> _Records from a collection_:
+ + + + + + +

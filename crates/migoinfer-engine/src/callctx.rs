//! Function call contexts.
//!
//! A context maps the local variables of one call frame to their
//! instances. The toplevel context is empty; a callee context extends its
//! caller's with a fresh name map over the same backing pool. The Switch
//! operation translates caller arguments into callee parameters,
//! expanding struct aggregates positionally so each callee field inherits
//! the caller field's instance.

use std::cell::RefCell;
use std::rc::Rc;

use migoinfer_ssa::{Program, ValueId};

use crate::errors::SoftError;
use crate::funcs::{Call, Instance};
use crate::store::{Expanded, Key, Store, Struct, Value};

#[derive(Clone)]
pub struct Context {
    inner: Rc<CtxInner>,
}

struct CtxInner {
    store: RefCell<Store>,
    parent: Option<Context>,
}

impl Context {
    /// An empty context for the entry points of an analysis.
    pub fn toplevel() -> Context {
        Context {
            inner: Rc::new(CtxInner { store: RefCell::new(Store::new()), parent: None }),
        }
    }

    fn extend(parent: &Context) -> Context {
        let store = Store::extend(&parent.inner.store.borrow());
        Context {
            inner: Rc::new(CtxInner {
                store: RefCell::new(store),
                parent: Some(parent.clone()),
            }),
        }
    }

    /// Resolves a key: local frame first, then the caller chain, then the
    /// interned-constant/mock fallback.
    pub fn get(&self, k: &Key) -> Value {
        let mut ctx = Some(self);
        while let Some(c) = ctx {
            if let Some(v) = c.inner.store.borrow().get_local(k) {
                return v;
            }
            ctx = c.inner.parent.as_ref();
        }
        Store::fallback(k)
    }

    pub fn put(&self, k: Key, v: Value) {
        self.inner.store.borrow_mut().put(k, v);
    }

    pub fn put_obj(&self, k: Key, v: ValueId) {
        self.inner.store.borrow_mut().put_obj(k, v);
    }

    pub fn put_uniq(&self, k: Key, v: Value) -> Result<(), SoftError> {
        self.inner.store.borrow_mut().put_uniq(k, v)
    }
}

/// Context switch: builds the callee frame of `call` from the caller's
/// context, matching up every argument with its parameter. Struct
/// arguments are expanded positionally and matched field by field.
pub fn switch(prog: &Program, parent: &Context, callee: &Rc<Instance>) -> Context {
    let ctx = Context::extend(parent);
    let call: &Call = callee.call();
    let def = callee.definition();
    for (i, arg) in call.parameters.iter().enumerate() {
        let arg_value = parent.get(arg);
        let param = &def.parameters[i];
        if let Value::Struct(arg_struct) = &arg_value {
            let n = arg_struct.num_fields();
            let param_struct = Rc::new(Struct {
                ns: RefCell::new(Some(Value::Instance(callee.clone()))),
                val: arg_struct.val,
                name: arg_struct.name.clone(),
                ty: arg_struct.ty,
                fields: RefCell::new(vec![None; n]),
            });
            ctx.put(param.clone(), Value::Struct(param_struct.clone()));

            let arg_fields = arg_struct.expand(prog);
            let param_fields = param_struct.expand(prog); // All empty.
            for (j, af) in arg_fields.iter().enumerate() {
                if let (Expanded::Field(sf), Some(Expanded::Field(pf))) =
                    (af, param_fields.get(j))
                {
                    pf.parent.fields.borrow_mut()[pf.index] = Some(Key::Field(pf.clone()));
                    if let Some(inner) = &sf.key {
                        let field_val = parent.get(inner);
                        ctx.put(Key::Field(pf.clone()), field_val);
                    }
                }
            }
        } else {
            ctx.put(param.clone(), arg_value);
        }
    }
    ctx
}

/// Rebinds `val` to the instance `ptr` points at. The pointer element
/// type must match the value's type.
pub fn deref(
    prog: &Program,
    ctx: &Context,
    ptr: &Key,
    val: &Key,
) -> Result<Value, SoftError> {
    if let Some(elem) = prog.types.pointer_elem(ptr.ty()) {
        if prog.types.identical(elem, val.ty()) {
            let inst = ctx.get(ptr);
            ctx.put(val.clone(), inst.clone());
            return Ok(inst);
        }
    }
    Err(SoftError::IncompatibleType { ptr: ptr.name(), val: val.name() })
}

#[cfg(test)]
mod tests {
    use super::*;
    use crate::funcs::Definition;
    use migoinfer_ssa::{build, InstrKind};

    #[test]
    fn toplevel_get_is_mock() {
        let info = build::from_source(
            "package main\n\nfunc main(ch chan int):\n0 entry:\n    return\n",
        )
        .build()
        .unwrap();
        let ctx = Context::toplevel();
        let p = info.prog.funcs[0].params[0];
        assert!(ctx.get(&Key::ssa(&info.prog, p)).is_mock());
    }

    #[test]
    fn switch_translates_channel_argument() {
        let info = build::from_source(
            "package main\n\nfunc worker(ch chan int):\n0 entry:\n    recv ch\n    return\n\nfunc main():\n0 entry:\n    t0 = makechan chan int, 0:int\n    call worker(t0)\n    return\n",
        )
        .build()
        .unwrap();
        let prog = &info.prog;
        let caller = Context::toplevel();
        let t0 = prog.funcs[1].blocks[0].instrs[0].result.unwrap();
        let t0_key = Key::ssa(prog, t0);
        let scope = Value::Mock(crate::store::MockValue {
            pos: migoinfer_ssa::Pos::NONE,
            desc: "scope".to_string(),
        });
        let ch = crate::store::Chan::new(scope, prog, t0, 0);
        caller.put(t0_key, Value::Chan(ch.clone()));

        let def = Definition::new(prog, prog.funcs[0].id);
        let call_common = match &prog.funcs[1].blocks[0].instrs[1].kind {
            InstrKind::Call(c) => c.clone(),
            _ => unreachable!(),
        };
        let call = Call::new(&info, def, Some(&call_common), None).unwrap();
        let callee = Instance::new(prog, call, 0);
        let ctx = switch(prog, &caller, &callee);
        let param = callee.definition().param(0).clone();
        assert_eq!(ch.uniq_name(), ctx.get(&param).uniq_name());
    }

    #[test]
    fn switch_matches_struct_fields_positionally() {
        let info = build::from_source(
            "package main\n\ntype T struct { ch chan int }\n\nfunc use(t T):\n0 entry:\n    return\n\nfunc main():\n0 entry:\n    t0 = alloc T\n    t1 = fieldaddr t0, 0\n    t2 = makechan chan int, 0:int\n    store t1, t2\n    t3 = load t0\n    call use(t3)\n    return\n",
        )
        .build()
        .unwrap();
        let prog = &info.prog;
        let caller = Context::toplevel();
        let main = &prog.funcs[1];
        let t0 = main.blocks[0].instrs[0].result.unwrap();
        let t1 = main.blocks[0].instrs[1].result.unwrap();
        let t2 = main.blocks[0].instrs[2].result.unwrap();
        let t3 = main.blocks[0].instrs[4].result.unwrap();

        let scope = Value::Mock(crate::store::MockValue {
            pos: migoinfer_ssa::Pos::NONE,
            desc: "scope".to_string(),
        });
        let s = Struct::new(prog, scope.clone(), t0).unwrap();
        s.fields.borrow_mut()[0] = Some(Key::ssa(prog, t1));
        caller.put(Key::ssa(prog, t0), Value::Struct(s.clone()));
        caller.put(Key::ssa(prog, t3), Value::Struct(s));
        let ch = crate::store::Chan::new(scope, prog, t2, 0);
        caller.put(Key::ssa(prog, t1), Value::Chan(ch.clone()));

        let def = Definition::new(prog, prog.funcs[0].id);
        let call_common = match &main.blocks[0].instrs[5].kind {
            InstrKind::Call(c) => c.clone(),
            _ => unreachable!(),
        };
        let call = Call::new(&info, def, Some(&call_common), None).unwrap();
        let callee = Instance::new(prog, call, 0);
        let ctx = switch(prog, &caller, &callee);

        // The callee's parameter struct has its field bound to the
        // caller's channel.
        let param = callee.definition().param(0).clone();
        let pstruct = ctx.get(&param);
        let pstruct = pstruct.as_struct().expect("struct param");
        let field = pstruct.fields.borrow()[0].clone().expect("field populated");
        assert_eq!(ch.uniq_name(), ctx.get(&field).uniq_name());
    }
}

+ + + + + + +

Word for word, transcribe each record.

filename crates/migoinfer-engine/src/callctx.rs
//! Function call contexts.
//!
//! A context maps the local variables of one call frame to their
//! instances. The toplevel context is empty; a callee context extends its
//! caller's with a fresh name map over the same backing pool. The Switch
//! operation translates caller arguments into callee parameters,
//! expanding struct aggregates positionally so each callee field inherits
//! the caller field's instance.

use std::cell::RefCell;
use std::rc::Rc;

use migoinfer_ssa::{Program, ValueId};

use crate::errors::SoftError;
use crate::funcs::{Call, Instance};
use crate::store::{Expanded, Key, Store, Struct, Value};

#[derive(Clone)]
pub struct Context {
    inner: Rc<CtxInner>,
}

struct CtxInner {
    store: RefCell<Store>,
    parent: Option<Context>,
}

impl Context {
    /// An empty context for the entry points of an analysis.
    pub fn toplevel() -> Context {
        Context {
            inner: Rc::new(CtxInner { store: RefCell::new(Store::new()), parent: None }),
        }
    }

    fn extend(parent: &Context) -> Context {
        let store = Store::extend(&parent.inner.store.borrow());
        Context {
            inner: Rc::new(CtxInner {
                store: RefCell::new(store),
                parent: Some(parent.clone()),
            }),
        }
    }

    /// Resolves a key: local frame first, then the caller chain, then the
    /// interned-constant/mock fallback.
    pub fn get(&self, k: &Key) -> Value {
        let mut ctx = Some(self);
        while let Some(c) = ctx {
            if let Some(v) = c.inner.store.borrow().get_local(k) {
                return v;
            }
            ctx = c.inner.parent.as_ref();
        }
        Store::fallback(k)
    }

    pub fn put(&self, k: Key, v: Value) {
        self.inner.store.borrow_mut().put(k, v);
    }

    pub fn put_obj(&self, k: Key, v: ValueId) {
        self.inner.store.borrow_mut().put_obj(k, v);
    }

    pub fn put_uniq(&self, k: Key, v: Value) -> Result<(), SoftError> {
        self.inner.store.borrow_mut().put_uniq(k, v)
    }
}

/// Context switch: builds the callee frame of `call` from the caller's
/// context, matching up every argument with its parameter. Struct
/// arguments are expanded positionally and matched field by field.
pub fn switch(prog: &Program, parent: &Context, callee: &Rc<Instance>) -> Context {
    let ctx = Context::extend(parent);
    let call: &Call = callee.call();
    let def = callee.definition();
    for (i, arg) in call.parameters.iter().enumerate() {
        let arg_value = parent.get(arg);
        let param = &def.parameters[i];
        if let Value::Struct(arg_struct) = &arg_value {
            let n = arg_struct.num_fields();
            let param_struct = Rc::new(Struct {
                ns: RefCell::new(Some(Value::Instance(callee.clone()))),
                val: arg_struct.val,
                name: arg_struct.name.clone(),
                ty: arg_struct.ty,
                fields: RefCell::new(vec![None; n]),
            });
            ctx.put(param.clone(), Value::Struct(param_struct.clone()));

            let arg_fields = arg_struct.expand(prog);
            let param_fields = param_struct.expand(prog); // All empty.
            for (j, af) in arg_fields.iter().enumerate() {
                if let (Expanded::Field(sf), Some(Expanded::Field(pf))) =
                    (af, param_fields.get(j))
                {
                    pf.parent.fields.borrow_mut()[pf.index] = Some(Key::Field(pf.clone()));
                    if let Some(inner) = &sf.key {
                        let field_val = parent.get(inner);
                        ctx.put(Key::Field(pf.clone()), field_val);
                    }
                }
            }
        } else {
            ctx.put(param.clone(), arg_value);
        }
    }
    ctx
}

/// Rebinds `val` to the instance `ptr` points at. The pointer element
/// type must match the value's type.
pub fn deref(
    prog: &Program,
    ctx: &Context,
    ptr: &Key,
    val: &Key,
) -> Result<Value, SoftError> {
    if let Some(elem) = prog.types.pointer_elem(ptr.ty()) {
        if prog.types.identical(elem, val.ty()) {
            let inst = ctx.get(ptr);
            ctx.put(val.clone(), inst.clone());
            return Ok(inst);
        }
    }
    Err(SoftError::IncompatibleType { ptr: ptr.name(), val: val.name() })
}

#[cfg(test)]
mod tests {
    use super::*;
    use crate::funcs::Definition;
    use migoinfer_ssa::{build, InstrKind};

    #[test]
    fn toplevel_get_is_mock() {
        let info = build::from_source(
            "package main\n\nfunc main(ch chan int):\n0 entry:\n    return\n",
        )
        .build()
        .unwrap();
        let ctx = Context::toplevel();
        let p = info.prog.funcs[0].params[0];
        assert!(ctx.get(&Key::ssa(&info.prog, p)).is_mock());
    }

    #[test]
    fn switch_translates_channel_argument() {
        let info = build::from_source(
            "package main\n\nfunc worker(ch chan int):\n0 entry:\n    recv ch\n    return\n\nfunc main():\n0 entry:\n    t0 = makechan chan int, 0:int\n    call worker(t0)\n    return\n",
        )
        .build()
        .unwrap();
        let prog = &info.prog;
        let caller = Context::toplevel();
        let t0 = prog.funcs[1].blocks[0].instrs[0].result.unwrap();
        let t0_key = Key::ssa(prog, t0);
        let scope = Value::Mock(crate::store::MockValue {
            pos: migoinfer_ssa::Pos::NONE,
            desc: "scope".to_string(),
        });
        let ch = crate::store::Chan::new(scope, prog, t0, 0);
        caller.put(t0_key, Value::Chan(ch.clone()));

        let def = Definition::new(prog, prog.funcs[0].id);
        let call_common = match &prog.funcs[1].blocks[0].instrs[1].kind {
            InstrKind::Call(c) => c.clone(),
            _ => unreachable!(),
        };
        let call = Call::new(&info, def, Some(&call_common), None).unwrap();
        let callee = Instance::new(prog, call, 0);
        let ctx = switch(prog, &caller, &callee);
        let param = callee.definition().param(0).clone();
        assert_eq!(ch.uniq_name(), ctx.get(&param).uniq_name());
    }

    #[test]
    fn switch_matches_struct_fields_positionally() {
        let info = build::from_source(
            "package main\n\ntype T struct { ch chan int }\n\nfunc use(t T):\n0 entry:\n    return\n\nfunc main():\n0 entry:\n    t0 = alloc T\n    t1 = fieldaddr t0, 0\n    t2 = makechan chan int, 0:int\n    store t1, t2\n    t3 = load t0\n    call use(t3)\n    return\n",
        )
        .build()
        .unwrap();
        let prog = &info.prog;
        let caller = Context::toplevel();
        let main = &prog.funcs[1];
        let t0 = main.blocks[0].instrs[0].result.unwrap();
        let t1 = main.blocks[0].instrs[1].result.unwrap();
        let t2 = main.blocks[0].instrs[2].result.unwrap();
        let t3 = main.blocks[0].instrs[4].result.unwrap();

        let scope = Value::Mock(crate::store::MockValue {
            pos: migoinfer_ssa::Pos::NONE,
            desc: "scope".to_string(),
        });
        let s = Struct::new(prog, scope.clone(), t0).unwrap();
        s.fields.borrow_mut()[0] = Some(Key::ssa(prog, t1));
        caller.put(Key::ssa(prog, t0), Value::Struct(s.clone()));
        caller.put(Key::ssa(prog, t3), Value::Struct(s));
        let ch = crate::store::Chan::new(scope, prog, t2, 0);
        caller.put(Key::ssa(prog, t1), Value::Chan(ch.clone()));

        let def = Definition::new(prog, prog.funcs[0].id);
        let call_common = match &main.blocks[0].instrs[5].kind {
            InstrKind::Call(c) => c.clone(),
            _ => unreachable!(),
        };
        let call = Call::new(&info, def, Some(&call_common), None).unwrap();
        let callee = Instance::new(prog, call, 0);
        let ctx = switch(prog, &caller, &callee);

        // The callee's parameter struct has its field bound to the
        // caller's channel.
        let param = callee.definition().param(0).clone();
        let pstruct = ctx.get(&param);
        let pstruct = pstruct.as_struct().expect("struct param");
        let field = pstruct.fields.borrow()[0].clone().expect("field populated");
        assert_eq!(ch.uniq_name(), ctx.get(&field).uniq_name());
    }
}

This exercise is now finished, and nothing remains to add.